§ **Your goal**
Reproduce the full listing that follows, matching it exactly.
++++++++
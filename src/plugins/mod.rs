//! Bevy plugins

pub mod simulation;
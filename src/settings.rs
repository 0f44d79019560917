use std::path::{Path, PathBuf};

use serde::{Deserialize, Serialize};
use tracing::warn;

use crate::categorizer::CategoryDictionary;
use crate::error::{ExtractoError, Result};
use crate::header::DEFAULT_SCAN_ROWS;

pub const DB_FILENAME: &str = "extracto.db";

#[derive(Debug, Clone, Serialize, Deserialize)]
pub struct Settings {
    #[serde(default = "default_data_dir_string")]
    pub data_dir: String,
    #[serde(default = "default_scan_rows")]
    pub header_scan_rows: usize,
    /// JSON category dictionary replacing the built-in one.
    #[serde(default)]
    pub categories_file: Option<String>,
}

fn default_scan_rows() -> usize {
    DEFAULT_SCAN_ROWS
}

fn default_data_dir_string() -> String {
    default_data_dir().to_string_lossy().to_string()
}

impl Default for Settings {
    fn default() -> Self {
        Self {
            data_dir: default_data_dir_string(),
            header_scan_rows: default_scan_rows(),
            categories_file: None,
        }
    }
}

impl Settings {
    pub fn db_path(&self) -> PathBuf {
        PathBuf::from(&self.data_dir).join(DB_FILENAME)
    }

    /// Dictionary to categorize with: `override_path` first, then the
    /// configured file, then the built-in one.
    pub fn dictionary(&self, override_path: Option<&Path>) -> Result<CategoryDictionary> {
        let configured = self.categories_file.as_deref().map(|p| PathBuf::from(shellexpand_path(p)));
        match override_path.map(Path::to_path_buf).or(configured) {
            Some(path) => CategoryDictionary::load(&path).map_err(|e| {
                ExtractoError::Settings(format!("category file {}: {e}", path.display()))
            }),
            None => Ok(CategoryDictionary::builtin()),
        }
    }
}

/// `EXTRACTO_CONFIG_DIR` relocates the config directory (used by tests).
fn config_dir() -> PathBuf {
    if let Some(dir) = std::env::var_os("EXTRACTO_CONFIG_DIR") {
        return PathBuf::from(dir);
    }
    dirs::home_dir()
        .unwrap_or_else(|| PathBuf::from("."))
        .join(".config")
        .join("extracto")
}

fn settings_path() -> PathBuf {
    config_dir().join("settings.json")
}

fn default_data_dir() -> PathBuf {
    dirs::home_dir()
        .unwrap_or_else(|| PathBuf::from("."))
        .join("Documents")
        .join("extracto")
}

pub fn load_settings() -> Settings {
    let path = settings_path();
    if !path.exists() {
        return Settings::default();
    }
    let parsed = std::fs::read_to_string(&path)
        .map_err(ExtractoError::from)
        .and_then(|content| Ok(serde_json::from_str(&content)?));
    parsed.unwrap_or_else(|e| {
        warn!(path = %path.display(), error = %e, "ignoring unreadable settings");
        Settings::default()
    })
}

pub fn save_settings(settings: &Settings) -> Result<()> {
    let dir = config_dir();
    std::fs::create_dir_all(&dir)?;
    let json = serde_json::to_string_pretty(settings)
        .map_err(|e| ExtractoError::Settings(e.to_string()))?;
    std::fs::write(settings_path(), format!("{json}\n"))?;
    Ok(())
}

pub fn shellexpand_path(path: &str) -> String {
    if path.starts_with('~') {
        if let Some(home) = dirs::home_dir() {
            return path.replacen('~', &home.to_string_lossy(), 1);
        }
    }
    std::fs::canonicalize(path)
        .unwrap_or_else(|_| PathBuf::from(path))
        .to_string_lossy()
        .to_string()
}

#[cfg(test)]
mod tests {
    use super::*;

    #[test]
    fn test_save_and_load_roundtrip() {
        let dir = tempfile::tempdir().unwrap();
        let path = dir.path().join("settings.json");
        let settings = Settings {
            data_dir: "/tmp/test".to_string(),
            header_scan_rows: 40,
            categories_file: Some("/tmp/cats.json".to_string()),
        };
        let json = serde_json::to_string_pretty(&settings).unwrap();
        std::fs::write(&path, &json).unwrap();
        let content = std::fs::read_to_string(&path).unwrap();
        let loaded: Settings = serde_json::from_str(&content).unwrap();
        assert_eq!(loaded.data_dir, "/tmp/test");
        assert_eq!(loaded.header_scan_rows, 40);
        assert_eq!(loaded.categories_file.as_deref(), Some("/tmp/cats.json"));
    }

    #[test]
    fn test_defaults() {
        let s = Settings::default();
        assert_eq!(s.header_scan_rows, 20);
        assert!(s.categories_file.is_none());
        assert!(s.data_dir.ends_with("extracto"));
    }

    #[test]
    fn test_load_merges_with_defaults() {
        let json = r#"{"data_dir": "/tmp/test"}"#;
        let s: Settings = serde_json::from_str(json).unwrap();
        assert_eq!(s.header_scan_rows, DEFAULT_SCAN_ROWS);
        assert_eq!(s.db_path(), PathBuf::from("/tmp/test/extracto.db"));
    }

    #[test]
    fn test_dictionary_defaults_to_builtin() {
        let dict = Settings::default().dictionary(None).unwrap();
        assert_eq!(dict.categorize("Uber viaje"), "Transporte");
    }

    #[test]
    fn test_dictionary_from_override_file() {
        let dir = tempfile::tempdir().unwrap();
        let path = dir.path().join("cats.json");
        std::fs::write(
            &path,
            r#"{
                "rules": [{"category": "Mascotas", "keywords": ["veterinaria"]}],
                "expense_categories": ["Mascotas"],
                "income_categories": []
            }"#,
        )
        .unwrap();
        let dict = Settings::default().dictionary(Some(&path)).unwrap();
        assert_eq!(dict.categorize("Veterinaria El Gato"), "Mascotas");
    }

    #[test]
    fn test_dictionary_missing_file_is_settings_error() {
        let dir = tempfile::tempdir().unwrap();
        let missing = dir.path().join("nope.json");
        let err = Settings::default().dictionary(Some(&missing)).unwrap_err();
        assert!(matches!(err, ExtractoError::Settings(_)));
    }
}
++++++++
§ **Answer**
filename src/plugins/mod.rs
//! Bevy plugins

pub mod simulation;
filename src/settings.rs
repository 0f44d79019560917
use std::path::{Path, PathBuf};

use serde::{Deserialize, Serialize};
use tracing::warn;

use crate::categorizer::CategoryDictionary;
use crate::error::{ExtractoError, Result};
use crate::header::DEFAULT_SCAN_ROWS;

pub const DB_FILENAME: &str = "extracto.db";

#[derive(Debug, Clone, Serialize, Deserialize)]
pub struct Settings {
    #[serde(default = "default_data_dir_string")]
    pub data_dir: String,
    #[serde(default = "default_scan_rows")]
    pub header_scan_rows: usize,
    /// JSON category dictionary replacing the built-in one.
    #[serde(default)]
    pub categories_file: Option<String>,
}

fn default_scan_rows() -> usize {
    DEFAULT_SCAN_ROWS
}

fn default_data_dir_string() -> String {
    default_data_dir().to_string_lossy().to_string()
}

impl Default for Settings {
    fn default() -> Self {
        Self {
            data_dir: default_data_dir_string(),
            header_scan_rows: default_scan_rows(),
            categories_file: None,
        }
    }
}

impl Settings {
    pub fn db_path(&self) -> PathBuf {
        PathBuf::from(&self.data_dir).join(DB_FILENAME)
    }

    /// Dictionary to categorize with: `override_path` first, then the
    /// configured file, then the built-in one.
    pub fn dictionary(&self, override_path: Option<&Path>) -> Result<CategoryDictionary> {
        let configured = self.categories_file.as_deref().map(|p| PathBuf::from(shellexpand_path(p)));
        match override_path.map(Path::to_path_buf).or(configured) {
            Some(path) => CategoryDictionary::load(&path).map_err(|e| {
                ExtractoError::Settings(format!("category file {}: {e}", path.display()))
            }),
            None => Ok(CategoryDictionary::builtin()),
        }
    }
}

/// `EXTRACTO_CONFIG_DIR` relocates the config directory (used by tests).
fn config_dir() -> PathBuf {
    if let Some(dir) = std::env::var_os("EXTRACTO_CONFIG_DIR") {
        return PathBuf::from(dir);
    }
    dirs::home_dir()
        .unwrap_or_else(|| PathBuf::from("."))
        .join(".config")
        .join("extracto")
}

fn settings_path() -> PathBuf {
    config_dir().join("settings.json")
}

fn default_data_dir() -> PathBuf {
    dirs::home_dir()
        .unwrap_or_else(|| PathBuf::from("."))
        .join("Documents")
        .join("extracto")
}

pub fn load_settings() -> Settings {
    let path = settings_path();
    if !path.exists() {
        return Settings::default();
    }
    let parsed = std::fs::read_to_string(&path)
        .map_err(ExtractoError::from)
        .and_then(|content| Ok(serde_json::from_str(&content)?));
    parsed.unwrap_or_else(|e| {
        warn!(path = %path.display(), error = %e, "ignoring unreadable settings");
        Settings::default()
    })
}

pub fn save_settings(settings: &Settings) -> Result<()> {
    let dir = config_dir();
    std::fs::create_dir_all(&dir)?;
    let json = serde_json::to_string_pretty(settings)
        .map_err(|e| ExtractoError::Settings(e.to_string()))?;
    std::fs::write(settings_path(), format!("{json}\n"))?;
    Ok(())
}

pub fn shellexpand_path(path: &str) -> String {
    if path.starts_with('~') {
        if let Some(home) = dirs::home_dir() {
            return path.replacen('~', &home.to_string_lossy(), 1);
        }
    }
    std::fs::canonicalize(path)
        .unwrap_or_else(|_| PathBuf::from(path))
        .to_string_lossy()
        .to_string()
}

#[cfg(test)]
mod tests {
    use super::*;

    #[test]
    fn test_save_and_load_roundtrip() {
        let dir = tempfile::tempdir().unwrap();
        let path = dir.path().join("settings.json");
        let settings = Settings {
            data_dir: "/tmp/test".to_string(),
            header_scan_rows: 40,
            categories_file: Some("/tmp/cats.json".to_string()),
        };
        let json = serde_json::to_string_pretty(&settings).unwrap();
        std::fs::write(&path, &json).unwrap();
        let content = std::fs::read_to_string(&path).unwrap();
        let loaded: Settings = serde_json::from_str(&content).unwrap();
        assert_eq!(loaded.data_dir, "/tmp/test");
        assert_eq!(loaded.header_scan_rows, 40);
        assert_eq!(loaded.categories_file.as_deref(), Some("/tmp/cats.json"));
    }

    #[test]
    fn test_defaults() {
        let s = Settings::default();
        assert_eq!(s.header_scan_rows, 20);
        assert!(s.categories_file.is_none());
        assert!(s.data_dir.ends_with("extracto"));
    }

    #[test]
    fn test_load_merges_with_defaults() {
        let json = r#"{"data_dir": "/tmp/test"}"#;
        let s: Settings = serde_json::from_str(json).unwrap();
        assert_eq!(s.header_scan_rows, DEFAULT_SCAN_ROWS);
        assert_eq!(s.db_path(), PathBuf::from("/tmp/test/extracto.db"));
    }

    #[test]
    fn test_dictionary_defaults_to_builtin() {
        let dict = Settings::default().dictionary(None).unwrap();
        assert_eq!(dict.categorize("Uber viaje"), "Transporte");
    }

    #[test]
    fn test_dictionary_from_override_file() {
        let dir = tempfile::tempdir().unwrap();
        let path = dir.path().join("cats.json");
        std::fs::write(
            &path,
            r#"{
                "rules": [{"category": "Mascotas", "keywords": ["veterinaria"]}],
                "expense_categories": ["Mascotas"],
                "income_categories": []
            }"#,
        )
        .unwrap();
        let dict = Settings::default().dictionary(Some(&path)).unwrap();
        assert_eq!(dict.categorize("Veterinaria El Gato"), "Mascotas");
    }

    #[test]
    fn test_dictionary_missing_file_is_settings_error() {
        let dir = tempfile::tempdir().unwrap();
        let missing = dir.path().join("nope.json");
        let err = Settings::default().dictionary(Some(&missing)).unwrap_err();
        assert!(matches!(err, ExtractoError::Settings(_)));
    }
}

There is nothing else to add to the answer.